基于截断策略的机器阅读理解任务实现
(原创)基于截断策略的机器阅读理解任务实现
机器阅读理解任务简介
什么是机器阅读理解任务
-
机器阅读理解(Machine Reading Comprehension, MRC)是一项自然语言处理(NLP)领域的重要任务,旨在使机器能够像人一样理解文本,并基于所阅读的内容回答问题。MRC的基本流程包括让机器阅读一段文本或文章,然后对该文本中的内容提出相关问题,机器需要根据文本内容回答这些问题。有几种不同类型的机器阅读理解任务,具体如下:
-
1.文本片段匹配 :系统从文章中找到一个明确的片段作为问题的答案。这通常是“Span-based”的问题,比如在给定的段落中找到答案所在的具体位置。
- 2.多项选择问题 :在给定的文本和多个选项的情况下,机器需要从这些选项中选择正确答案。这通常用于场景比较明确的问题。
- 3.自由生成答案 :机器从理解文本的基础上生成答案,不仅限于原文中的片段。这类任务对模型的语言生成以及理解能力都有很高的要求。
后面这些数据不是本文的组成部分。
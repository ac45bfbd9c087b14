// SPDX-License-Identifier: GPL-3.0-or-later

/*
 *  src/error.rs - Error types for the symparam library.
 *  Copyright (C) 2026  Forest Crossman <cyrozap@gmail.com>
 *
 *  This program is free software: you can redistribute it and/or modify
 *  it under the terms of the GNU General Public License as published by
 *  the Free Software Foundation, either version 3 of the License, or
 *  (at your option) any later version.
 *
 *  This program is distributed in the hope that it will be useful,
 *  but WITHOUT ANY WARRANTY; without even the implied warranty of
 *  MERCHANTABILITY or FITNESS FOR A PARTICULAR PURPOSE.  See the
 *  GNU General Public License for more details.
 *
 *  You should have received a copy of the GNU General Public License
 *  along with this program.  If not, see <https://www.gnu.org/licenses/>.
 */

use thiserror::Error;

/// Errors raised while loading, editing, or parametrizing a symbol library.
#[derive(Debug, Error)]
pub enum Error {
    /// A `DEF` marker was seen while a previous symbol was still open.
    #[error("{source_name}:{line}: nested DEF")]
    NestedDef {
        /// Name of the input the library text came from.
        source_name: String,
        /// 1-based line number of the offending marker.
        line: usize,
    },

    /// An `ENDDEF` marker was seen with no symbol open.
    #[error("{source_name}:{line}: unexpected ENDDEF")]
    StrayEndDef {
        /// Name of the input the library text came from.
        source_name: String,
        /// 1-based line number of the offending marker.
        line: usize,
    },

    /// A symbol record carries no `DEF` header line.
    #[error("symbol has no DEF header")]
    MissingDef,

    /// A field lookup or update targeted a field the symbol does not have.
    #[error("field '{0}' not found in symbol")]
    FieldNotFound(String),

    /// A dataset row named a base symbol that is not in the library.
    #[error("symbol '{0}' not found in base library")]
    SymbolNotFound(String),

    #[error(transparent)]
    Io(#[from] std::io::Error),

    #[error(transparent)]
    Csv(#[from] csv::Error),

    #[error("invalid configuration: {0}")]
    Config(#[from] toml::de::Error),
}

/// Convenience alias used throughout the crate.
pub type Result<T> = std::result::Result<T, Error>;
- 4.真假判断 :系统需要判断根据文本给出的陈述是否是正确的。 典型的MRC任务会涉及知识推理、语义关系理解等多个挑战,因此对于语言理解的深度要求较高。一些经典的MRC数据集测试集包括SQuAD、CoQA以及CMRC等。
机器阅读理解数据集格式
# mcmrc2018数据集
{
"id": "cmrc2018_train-00001",
"text": "近年来,中国的科技发展迅速,特别是在人工智能领域。例如,深度求索公司开发的AI模型在图像识别、语音识别等方面表现出色。",
"question": "深度求索是哪家公司?",
"answers": ["深度求索公司"]
}
评估指标
- 精准匹配度(EM):计算预测结果与标准答案是否完全匹配。
- 模糊匹配度(F1):计算预测结果与标准答案之间字级别的匹配程度。
数据预处理
数据处理格式
| [CLS] | Question | [SEP] | Context | SEP |
|---|---|---|---|---|
如何确认定位答案位置
- 步骤一:得到tokens的start_positions和end_positions.(注意:这里的tokens不仅仅指一个单词,它也可以指一句话,特别是在中英混合的数据集中)
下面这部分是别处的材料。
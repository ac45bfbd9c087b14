// SPDX-License-Identifier: GPL-3.0-or-later

/*
 *  src/config.rs - Field-handling configuration for parametrization runs.
 *  Copyright (C) 2026  Forest Crossman <cyrozap@gmail.com>
 *
 *  This program is free software: you can redistribute it and/or modify
 *  it under the terms of the GNU General Public License as published by
 *  the Free Software Foundation, either version 3 of the License, or
 *  (at your option) any later version.
 *
 *  This program is distributed in the hope that it will be useful,
 *  but WITHOUT ANY WARRANTY; without even the implied warranty of
 *  MERCHANTABILITY or FITNESS FOR A PARTICULAR PURPOSE.  See the
 *  GNU General Public License for more details.
 *
 *  You should have received a copy of the GNU General Public License
 *  along with this program.  If not, see <https://www.gnu.org/licenses/>.
 */

/*!
 * # `config` Module
 *
 * Field-handling rules for parametrization runs, loaded from a TOML file.
 *
 * ```toml
 * ignore_fields = ["Notes"]
 * visible_fields = ["Value"]
 *
 * [translate_fields]
 * "Part Number" = "Name"
 *
 * [prepend_fields]
 * Footprint = "Footprints:"
 *
 * [tables.resistors]
 * ignore_fields = ["-Notes", "Tolerance"]
 * ```
 *
 * The four global options apply to every output; a `[tables.<name>]` section
 * overrides them for the output of that name. List options merge by
 * appending, with a leading `-` on an entry subtracting a previously-added
 * one; map options merge key-wise with the table value winning.
 */

use std::collections::{BTreeMap, BTreeSet};
use std::fs;
use std::path::Path;

use serde::Deserialize;

use crate::error::Result;

/// One set of the four field-handling rule collections.
#[derive(Debug, Clone, Default, Deserialize)]
#[serde(default)]
pub struct RuleSet {
    /// Dataset columns to skip entirely.
    pub ignore_fields: Vec<String>,
    /// Column name to output field name translations.
    pub translate_fields: BTreeMap<String, String>,
    /// Prefix to prepend to non-empty values, keyed by output field name.
    pub prepend_fields: BTreeMap<String, String>,
    /// Output fields to force visible.
    pub visible_fields: Vec<String>,
}

/// Top-level configuration: global rules plus per-table overrides.
#[derive(Debug, Clone, Default, Deserialize)]
#[serde(default)]
pub struct Config {
    #[serde(flatten)]
    pub global: RuleSet,
    /// Partial overrides keyed by output name.
    pub tables: BTreeMap<String, RuleSet>,
}

/// The effective, fully merged rules for one output.
#[derive(Debug, Clone, Default)]
pub struct Rules {
    pub ignore_fields: BTreeSet<String>,
    pub translate_fields: BTreeMap<String, String>,
    pub prepend_fields: BTreeMap<String, String>,
    pub visible_fields: BTreeSet<String>,
}

impl Config {
    /// Loads a configuration from a TOML file.
    pub fn from_path<P: AsRef<Path>>(path: P) -> Result<Self> {
        let text = fs::read_to_string(path)?;
        Ok(toml::from_str(&text)?)
    }

    /// Resolves the effective rules for the output named `table`.
    ///
    /// Outputs with no table section get the global rules as-is.
    pub fn rules_for(&self, table: &str) -> Rules {
        let overlay = self.tables.get(table);
        Rules {
            ignore_fields: merge_list(
                &self.global.ignore_fields,
                overlay.map(|t| t.ignore_fields.as_slice()).unwrap_or(&[]),
            ),
            translate_fields: merge_map(
                &self.global.translate_fields,
                overlay.map(|t| &t.translate_fields),
            ),
            prepend_fields: merge_map(
                &self.global.prepend_fields,
                overlay.map(|t| &t.prepend_fields),
            ),
            visible_fields: merge_list(
                &self.global.visible_fields,
                overlay.map(|t| t.visible_fields.as_slice()).unwrap_or(&[]),
            ),
        }
    }
}

/// Merges list-valued rules: entries apply in order, base first, and an
/// entry prefixed with `-` removes a previously-added entry of that name.
fn merge_list(base: &[String], overlay: &[String]) -> BTreeSet<String> {
    let mut merged = BTreeSet::new();
    for entry in base.iter().chain(overlay) {
        match entry.strip_prefix('-') {
            Some(name) => {
                merged.remove(name);
            }
            None => {
                merged.insert(entry.clone());
            }
        }
    }
    merged
}

/// Merges map-valued rules key-wise; overlay values overwrite base values.
fn merge_map(
    base: &BTreeMap<String, String>,
    overlay: Option<&BTreeMap<String, String>>,
) -> BTreeMap<String, String> {
    let mut merged = base.clone();
    if let Some(overlay) = overlay {
        for (key, value) in overlay {
            merged.insert(key.clone(), value.clone());
        }
    }
    merged
}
- 步骤二:得到offset_mapping。(类似于word ids,但在其基础上加入了对应到原始文本上的映射,便于后期定位到答案在原始文本中的位置)
Context过长的问题
- 方案一:滑动窗口,会丢失部分上下文,比直接截断损失小。
- 方案二:直接截断,相比其他方案比较简单易用,但是会损失所有超过长度的数据,无法定位答案位置。
模型结构
- ModelForQuestionAnswering
实现代码
方案一:
from datasets import load_dataset, DatasetDict
from transformers import AutoTokenizer, AutoModelForQuestionAnswering, TrainingArguments, Trainer, DefaultDataCollator
datasets = DatasetDict.load_from_disk("mrc_data")
datasets
datasets["train"][0]
tokenizer = AutoTokenizer.from_pretrained("hfl/chinese-macbert-base")
tokenizer
sample_dataset = datasets["train"].select(range(10))
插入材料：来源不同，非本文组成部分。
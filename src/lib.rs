// SPDX-License-Identifier: GPL-3.0-or-later

/*
 *  src/lib.rs - Parser, editor, and parametrization library for EESchema
 *  symbol libraries.
 *  Copyright (C) 2026  Forest Crossman <cyrozap@gmail.com>
 *
 *  This program is free software: you can redistribute it and/or modify
 *  it under the terms of the GNU General Public License as published by
 *  the Free Software Foundation, either version 3 of the License, or
 *  (at your option) any later version.
 *
 *  This program is distributed in the hope that it will be useful,
 *  but WITHOUT ANY WARRANTY; without even the implied warranty of
 *  MERCHANTABILITY or FITNESS FOR A PARTICULAR PURPOSE.  See the
 *  GNU General Public License for more details.
 *
 *  You should have received a copy of the GNU General Public License
 *  along with this program.  If not, see <https://www.gnu.org/licenses/>.
 */

/*!
 * # `symparam` Crate
 *
 * A library for parsing, editing, and batch-parametrizing legacy KiCad
 * EESchema symbol libraries (`.lib`).
 *
 * This crate provides a full pipeline for stamping tabular part data onto
 * library symbols:
 *
 * 1. [tokens]: Splits library lines into tokens and handles quoting/escaping.
 * 2. [symbol]: A mutable, line-oriented symbol record with field accessors.
 * 3. [library]: Loads `DEF`/`ENDDEF` spans from a library file and writes
 *    them back.
 * 4. [config]: Field-handling rules (ignore/rename/prefix/show) with
 *    per-table overrides.
 * 5. [parametrize]: Clones a base symbol per CSV row and applies the rules,
 *    producing a new library plus a `.dcm` documentation index.
 *
 * ## Usage Example
 *
 * ```no_run
 * use std::fs;
 * use std::fs::File;
 *
 * use symparam::config::Config;
 * use symparam::library::SymbolLibrary;
 * use symparam::parametrize::{parametrize, read_rows, Options};
 *
 * fn main() -> Result<(), Box<dyn std::error::Error>> {
 *     // Load the base library and the part table
 *     let base = SymbolLibrary::from_path("mosfets.lib")?;
 *     let rows = read_rows(File::open("mosfets.csv")?)?;
 *
 *     // Resolve the field-handling rules for this output
 *     let config = Config::from_path("parametrize.toml")?;
 *     let rules = config.rules_for("mosfets");
 *
 *     // Generate one symbol per row
 *     let run = parametrize(&base, &rows, &rules, &Options::default())?;
 *
 *     // Write both outputs only once the whole run has succeeded
 *     fs::write("mosfets-parts.lib", run.library_text())?;
 *     fs::write("mosfets-parts.dcm", run.doc_text()?)?;
 *
 *     for skip in run.skipped() {
 *         eprintln!("row {} skipped: no symbol '{}'", skip.row, skip.symbol);
 *     }
 *
 *     Ok(())
 * }
 * ```
 */

pub mod config;
pub mod error;
pub mod library;
pub mod parametrize;
pub mod symbol;
pub mod tokens;

pub use error::{Error, Result};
tokenized_examples = tokenizer(text=sample_dataset["question"],
text_pair=sample_dataset["context"],
return_offsets_mapping=True,
return_overflowing_tokens=True,
stride=128,
max_length=384, truncation="only_second", padding="max_length")
tokenized_examples.keys()
tokenized_examples["overflow_to_sample_mapping"], len(tokenized_examples["overflow_to_sample_mapping"])
for sen in tokenizer.batch_decode(tokenized_examples["input_ids"][:3]):
print(sen)
print(tokenized_examples["offset_mapping"][:3])
print(tokenized_examples["offset_mapping"][0], len(tokenized_examples["offset_mapping"][0]))
sample_mapping = tokenized_examples.pop("overflow_to_sample_mapping")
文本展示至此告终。